1946 Republican U.S. Senate primary
| Party |  | Candidate | Votes | % |
|---|---|---|---|---|
|  | Republican | Henry Cabot Lodge Jr. | 186,376 | 100.00% |
|  | Write-in |  | 8 | 0.00% |
|  | None | Blank votes | 24,331 | – |
| Turnout |  |  | 210,715 | 100.00 |

==General election==

===Candidates===
- Henning A. Blomen, perennial candidate (Socialist Labor)
- Henry Cabot Lodge Jr., former Senator (1937–1944) (Republican)
- Mark R. Shaw, temperance activist and pastor from Beverly (Prohibition)
- David I. Walsh, incumbent Senator since 1926

===Campaign===
Lodge, who considered Walsh a family friend, avoided mentioning his opponent's alleged homosexuality or impropriety.
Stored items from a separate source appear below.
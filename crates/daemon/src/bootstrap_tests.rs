// SPDX-License-Identifier: MIT

use serde_json::{json, Map};
use std::sync::atomic::Ordering;
use std::sync::Arc;
use std::time::Duration;
use yare::parameterized;

use super::{run_bundle_install, BootstrapAction, BootstrapPhase};
use crate::actions::{ActionError, NodeAction, StartAction};
use crate::adapters::InstallOutcome;
use crate::test_support::TestHarness;

const BUNDLE_URL: &str = "http://race-client-00002:8085/bundle.tar.gz";

#[parameterized(
    idle = { BootstrapPhase::Idle, true },
    fetching = { BootstrapPhase::FetchingBundle, false },
    extracting = { BootstrapPhase::Extracting, false },
    installing = { BootstrapPhase::Installing, false },
    starting = { BootstrapPhase::Starting, false },
    complete = { BootstrapPhase::Complete, true },
    failed = { BootstrapPhase::Failed, true },
)]
fn overlap_policy_per_phase(phase: BootstrapPhase, may_begin: bool) {
    assert_eq!(phase.can_begin(), may_begin);
}

/// Run the install chain to a terminal phase, entering it the way the
/// handler does.
async fn run(h: &TestHarness) {
    h.ctx.set_bootstrap_phase(BootstrapPhase::FetchingBundle);
    let start = Arc::new(StartAction::new(Arc::clone(&h.ctx)));
    run_bundle_install(
        Arc::clone(&h.ctx),
        start,
        BUNDLE_URL.to_string(),
        Duration::from_secs(600),
    )
    .await;
}

#[tokio::test]
async fn full_chain_ends_complete_with_app_running() {
    let h = TestHarness::new();
    run(&h).await;

    assert_eq!(h.ctx.bootstrap_phase(), BootstrapPhase::Complete);
    assert_eq!(h.launcher.spawned(), 1);

    let fetches = h.fetcher.calls();
    assert_eq!(fetches.len(), 1);
    assert_eq!(fetches[0].locator, BUNDLE_URL);
    assert_eq!(fetches[0].dest, h.ctx.paths.bundle_file);
    assert_eq!(fetches[0].timeout, Duration::from_secs(600));

    assert_eq!(h.installer.calls(), vec![h.ctx.paths.bundle_dir.clone()]);

    // Artifacts cleaned up after a successful start.
    assert!(!h.ctx.paths.bundle_file.exists());
    assert!(!h.ctx.paths.bundle_dir.exists());
}

#[tokio::test]
async fn fetch_failure_stops_the_chain() {
    let h = TestHarness::new();
    h.fetcher.script_results([false]);
    run(&h).await;

    assert_eq!(h.ctx.bootstrap_phase(), BootstrapPhase::Failed);
    assert!(h.extractor.calls().is_empty());
    assert!(h.installer.calls().is_empty());
    assert_eq!(h.launcher.spawned(), 0);
}

#[tokio::test]
async fn extract_failure_keeps_the_fetched_bundle() {
    let h = TestHarness::new();
    h.extractor.fail.store(true, Ordering::SeqCst);
    run(&h).await;

    assert_eq!(h.ctx.bootstrap_phase(), BootstrapPhase::Failed);
    assert!(h.installer.calls().is_empty());
    assert!(h.ctx.paths.bundle_file.exists());
}

#[tokio::test]
async fn install_script_failure_never_starts_the_app() {
    let h = TestHarness::new();
    h.installer.script_outcome(Ok(InstallOutcome::Failed { code: Some(2) }));
    run(&h).await;

    assert_eq!(h.ctx.bootstrap_phase(), BootstrapPhase::Failed);
    assert_eq!(h.launcher.spawned(), 0);
}

#[tokio::test]
async fn install_io_error_never_starts_the_app() {
    let h = TestHarness::new();
    h.installer.script_outcome(Err(std::io::Error::other("bash missing")));
    run(&h).await;

    assert_eq!(h.ctx.bootstrap_phase(), BootstrapPhase::Failed);
    assert_eq!(h.launcher.spawned(), 0);
}

#[tokio::test]
async fn start_failure_keeps_artifacts_for_diagnosis() {
    let h = TestHarness::new();
    h.launcher.fail.store(true, Ordering::SeqCst);
    run(&h).await;

    assert_eq!(h.ctx.bootstrap_phase(), BootstrapPhase::Failed);
    assert!(h.ctx.paths.bundle_file.exists());
}

#[tokio::test(start_paused = true)]
async fn action_claims_the_phase_guard_synchronously() {
    let h = TestHarness::new();
    let start = Arc::new(StartAction::new(Arc::clone(&h.ctx)));
    let action = BootstrapAction::new(Arc::clone(&h.ctx), start);

    let mut payload = Map::new();
    payload.insert("bootstrap-bundle-url".to_string(), json!(BUNDLE_URL));
    action.execute(payload).await.unwrap();
    assert!(!h.ctx.bootstrap_phase().can_begin());

    tokio::time::sleep(Duration::from_millis(50)).await;
    assert_eq!(h.ctx.bootstrap_phase(), BootstrapPhase::Complete);
    assert_eq!(h.launcher.spawned(), 1);
}

#[tokio::test]
async fn overlapping_bootstrap_is_rejected() {
    let h = TestHarness::new();
    h.ctx.set_bootstrap_phase(BootstrapPhase::Installing);
    let start = Arc::new(StartAction::new(Arc::clone(&h.ctx)));
    let action = BootstrapAction::new(Arc::clone(&h.ctx), start);

    let mut payload = Map::new();
    payload.insert("bootstrap-bundle-url".to_string(), json!(BUNDLE_URL));
    let result = action.execute(payload).await;

    assert!(matches!(
        result,
        Err(ActionError::BootstrapInProgress(BootstrapPhase::Installing))
    ));
    assert!(h.fetcher.calls().is_empty());
}

#[tokio::test(start_paused = true)]
async fn terminal_phases_allow_a_fresh_bootstrap() {
    let h = TestHarness::new();
    h.ctx.set_bootstrap_phase(BootstrapPhase::Failed);
    let start = Arc::new(StartAction::new(Arc::clone(&h.ctx)));
    let action = BootstrapAction::new(Arc::clone(&h.ctx), start);

    let mut payload = Map::new();
    payload.insert("bootstrap-bundle-url".to_string(), json!(BUNDLE_URL));
    action.execute(payload).await.unwrap();
    tokio::time::sleep(Duration::from_millis(50)).await;
    assert_eq!(h.ctx.bootstrap_phase(), BootstrapPhase::Complete);
}

#[tokio::test]
async fn missing_bundle_url_is_rejected() {
    let h = TestHarness::new();
    let start = Arc::new(StartAction::new(Arc::clone(&h.ctx)));
    let action = BootstrapAction::new(Arc::clone(&h.ctx), start);

    let result = action.execute(Map::new()).await;
    assert!(matches!(
        result,
        Err(ActionError::MissingField("bootstrap-bundle-url"))
    ));
    assert_eq!(h.ctx.bootstrap_phase(), BootstrapPhase::Idle);
}

#[tokio::test]
async fn non_numeric_timeout_is_rejected() {
    let h = TestHarness::new();
    let start = Arc::new(StartAction::new(Arc::clone(&h.ctx)));
    let action = BootstrapAction::new(Arc::clone(&h.ctx), start);

    let mut payload = Map::new();
    payload.insert("bootstrap-bundle-url".to_string(), json!(BUNDLE_URL));
    payload.insert("timeout-secs".to_string(), json!("soon"));
    let result = action.execute(payload).await;

    assert!(matches!(
        result,
        Err(ActionError::InvalidField { field: "timeout-secs", .. })
    ));
    assert_eq!(h.ctx.bootstrap_phase(), BootstrapPhase::Idle);
}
He centered his campaign on criticism of postwar economic conditions, arguing that inflation, labor strife, and consumer goods shortages were leading the country toward "another depression".

===Results===

United States Senate election in Massachusetts, 1946
| Party |  | Candidate | Votes | % | ±% |
|---|---|---|---|---|---|
|  | Republican | Henry Cabot Lodge Jr. | 989,736 | 59.55% | +17.17 |
|  | Democratic | David I. Walsh (incumbent) | 660,200 | 39.72% | −15.92 |
|  | Socialist Labor | Henning A. Blomen | 9,221 | 0.56% | +0.35 |
|  | Prohibition | Mark R. Shaw | 2,898 | 0.17% | −0.32 |
| Total votes |  |  | 1,662,055 | 100.0% |  |

Lodge carried every county and the city of Boston.

== Aftermath ==
Five months after leaving office, Walsh died following a cerebral hemorrhage in Boston on June 11, 1947.